## Records to use
Segment Open
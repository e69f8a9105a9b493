//! promptrelay: relay interactive CLI prompts to a Telegram chat.
//!
//! Runs a command-line assistant on a pseudo-terminal and, whenever it stops
//! to ask something, forwards the question to the operator's chat and types
//! the answer back in.

mod commands;
mod config;

use std::path::PathBuf;

use clap::{Parser, Subcommand};
use tracing::{error, info};

use config::{expand_tilde, Config, Overrides, DEFAULT_CONFIG_PATH};

/// promptrelay: interactive CLI sessions over Telegram
#[derive(Parser, Debug)]
#[command(name = "promptrelay", version, about = "Relay interactive CLI prompts to a Telegram chat")]
struct Cli {
    /// Config file path
    #[arg(long, global = true, default_value = DEFAULT_CONFIG_PATH)]
    config: String,

    /// Log level (trace, debug, info, warn, error)
    #[arg(long, global = true, default_value = "info")]
    log_level: String,

    /// Telegram bot token
    #[arg(long, global = true, env = "TELEGRAM_API_KEY", hide_env_values = true)]
    bot_token: Option<String>,

    /// Telegram chat to relay through
    #[arg(long, global = true, env = "TELEGRAM_CHAT_ID", allow_negative_numbers = true)]
    chat_id: Option<i64>,

    /// Program to run instead of the configured one
    #[arg(long, global = true)]
    command: Option<String>,

    #[command(subcommand)]
    subcommand: Command,
}

#[derive(Subcommand, Debug)]
enum Command {
    /// Run one prompt and relay its questions
    Run {
        /// Prompt passed to the program as its final argument
        prompt: String,

        /// Extra argument placed before the prompt (repeatable)
        #[arg(long = "extra-arg", allow_hyphen_values = true)]
        extra_args: Vec<String>,

        /// Highest chat update id already handled
        #[arg(long, default_value_t = 0)]
        after: i64,

        /// Overall session budget in seconds
        #[arg(long)]
        timeout: Option<u64>,
    },

    /// Turn every chat message into a relayed session
    Serve,
}

#[tokio::main]
async fn main() {
    dotenvy::dotenv().ok();
    let cli = Cli::parse();

    use tracing_subscriber::EnvFilter;
    let env_filter =
        EnvFilter::try_from_default_env().unwrap_or_else(|_| EnvFilter::new(&cli.log_level));
    tracing_subscriber::fmt()
        .with_env_filter(env_filter)
        .with_writer(std::io::stderr)
        .with_target(false)
        .init();

    let config_path: PathBuf = expand_tilde(&cli.config);
    let mut cfg = match Config::load(&config_path) {
        Ok(cfg) => cfg,
        Err(e) => {
            error!("{e:#}");
            eprintln!("promptrelay: {e:#}");
            std::process::exit(1);
        }
    };

    let timeout_secs = match &cli.subcommand {
        Command::Run { timeout, .. } => *timeout,
        Command::Serve => None,
    };
    cfg.apply(Overrides {
        bot_token: cli.bot_token,
        chat_id: cli.chat_id,
        command: cli.command,
        timeout_secs,
    });

    let result = match cli.subcommand {
        Command::Run {
            prompt,
            extra_args,
            after,
            ..
        } => commands::run::run(&cfg, &prompt, &extra_args, after).await,
        Command::Serve => {
            tokio::select! {
                result = commands::serve::run(&cfg) => result,
                _ = shutdown_signal() => {
                    info!("received shutdown signal");
                    Ok(())
                }
            }
        }
    };

    if let Err(e) = result {
        error!("{e:#}");
        eprintln!("promptrelay: {e:#}");
        std::process::exit(1);
    }
}

/// Wait for SIGTERM or SIGINT (Ctrl+C).
async fn shutdown_signal() {
    let ctrl_c = tokio::signal::ctrl_c();

    #[cfg(unix)]
    {
        let mut sigterm =
            tokio::signal::unix::signal(tokio::signal::unix::SignalKind::terminate())
                .expect("failed to install SIGTERM handler");
        tokio::select! {
            _ = ctrl_c => {}
            _ = sigterm.recv() => {}
        }
    }

    #[cfg(not(unix))]
    {
        ctrl_c.await.ok();
    }
}
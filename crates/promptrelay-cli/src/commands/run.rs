//! `promptrelay run <PROMPT>`: one relayed session.
//!
//! Prints the transcript to stdout and the offset the next caller should
//! resume from to stderr.

use anyhow::{Context, Result};
use promptrelay_core::{run_interactive, Watermark};
use promptrelay_telegram::TelegramBridge;
use tracing::info;

use crate::config::Config;

pub async fn run(config: &Config, prompt: &str, extra_args: &[String], after: i64) -> Result<()> {
    let (token, chat_id) = config.credentials()?;
    let bridge = TelegramBridge::new(config.api(&token), config.bridge_settings(chat_id));

    info!(command = %config.session.command, after, "starting relayed session");
    let outcome = run_interactive(prompt, &bridge, Watermark(after), extra_args, &config.session)
        .await
        .with_context(|| format!("failed to launch {}", config.session.command))?;

    print!("{}", outcome.transcript);
    eprintln!(
        "session {}; next offset {}",
        outcome.state,
        outcome.watermark.next_offset()
    );
    Ok(())
}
Segment Closed
## Work instructions
Where a line in the entries holds the word "global", copy that line.

## Result for this exercise
    #[arg(long, global = true, default_value = DEFAULT_CONFIG_PATH)]
    #[arg(long, global = true, default_value = "info")]
    #[arg(long, global = true, env = "TELEGRAM_API_KEY", hide_env_values = true)]
    #[arg(long, global = true, env = "TELEGRAM_CHAT_ID", allow_negative_numbers = true)]
    #[arg(long, global = true)]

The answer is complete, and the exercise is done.